== PROVIDED DATA
// SPDX-License-Identifier: BUSL-1.1
// Copyright (c) 2026 Alfred Jean LLC

//! Test builders shared with other crates' tests.
#![cfg_attr(coverage_nightly, coverage(off))]

use crate::bead::{Bead, BeadStatus, BeadType};

/// Fluent builder for tracker beads in tests.
#[derive(Debug, Clone, Default)]
pub struct BeadBuilder {
    bead: Bead,
}

impl BeadBuilder {
    pub fn new(id: impl Into<String>) -> Self {
        Self {
            bead: Bead {
                id: id.into(),
                ..Default::default()
            },
        }
    }

    pub fn title(mut self, title: impl Into<String>) -> Self {
        self.bead.title = title.into();
        self
    }

    pub fn description(mut self, description: impl Into<String>) -> Self {
        self.bead.description = description.into();
        self
    }

    pub fn status(mut self, status: BeadStatus) -> Self {
        self.bead.status = status;
        self
    }

    pub fn bead_type(mut self, bead_type: BeadType) -> Self {
        self.bead.bead_type = bead_type;
        self
    }

    pub fn assignee(mut self, assignee: impl Into<String>) -> Self {
        self.bead.assignee = Some(assignee.into());
        self
    }

    pub fn label(mut self, label: impl Into<String>) -> Self {
        self.bead.labels.push(label.into());
        self
    }

    pub fn hook_bead(mut self, id: impl Into<String>) -> Self {
        self.bead.hook_bead = Some(id.into());
        self
    }

    pub fn build(self) -> Bead {
        self.bead
    }
}

/// Create a minimal valid town layout under `root`.
pub fn scaffold_town(root: &std::path::Path, name: &str) {
    let mayor = root.join("mayor");
    let _ = std::fs::create_dir_all(&mayor);
    let town = format!("{{\"name\":\"{}\"}}", name);
    let _ = std::fs::write(mayor.join("town.json"), town);
    let _ = std::fs::create_dir_all(root.join(".beads"));
}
====
■ EXERCISE DESCRIPTION ■
Scanning the data above, count the lines in which the string "BeadStatus" occurs and state only the count.

■ YOUR RESPONSE ■
2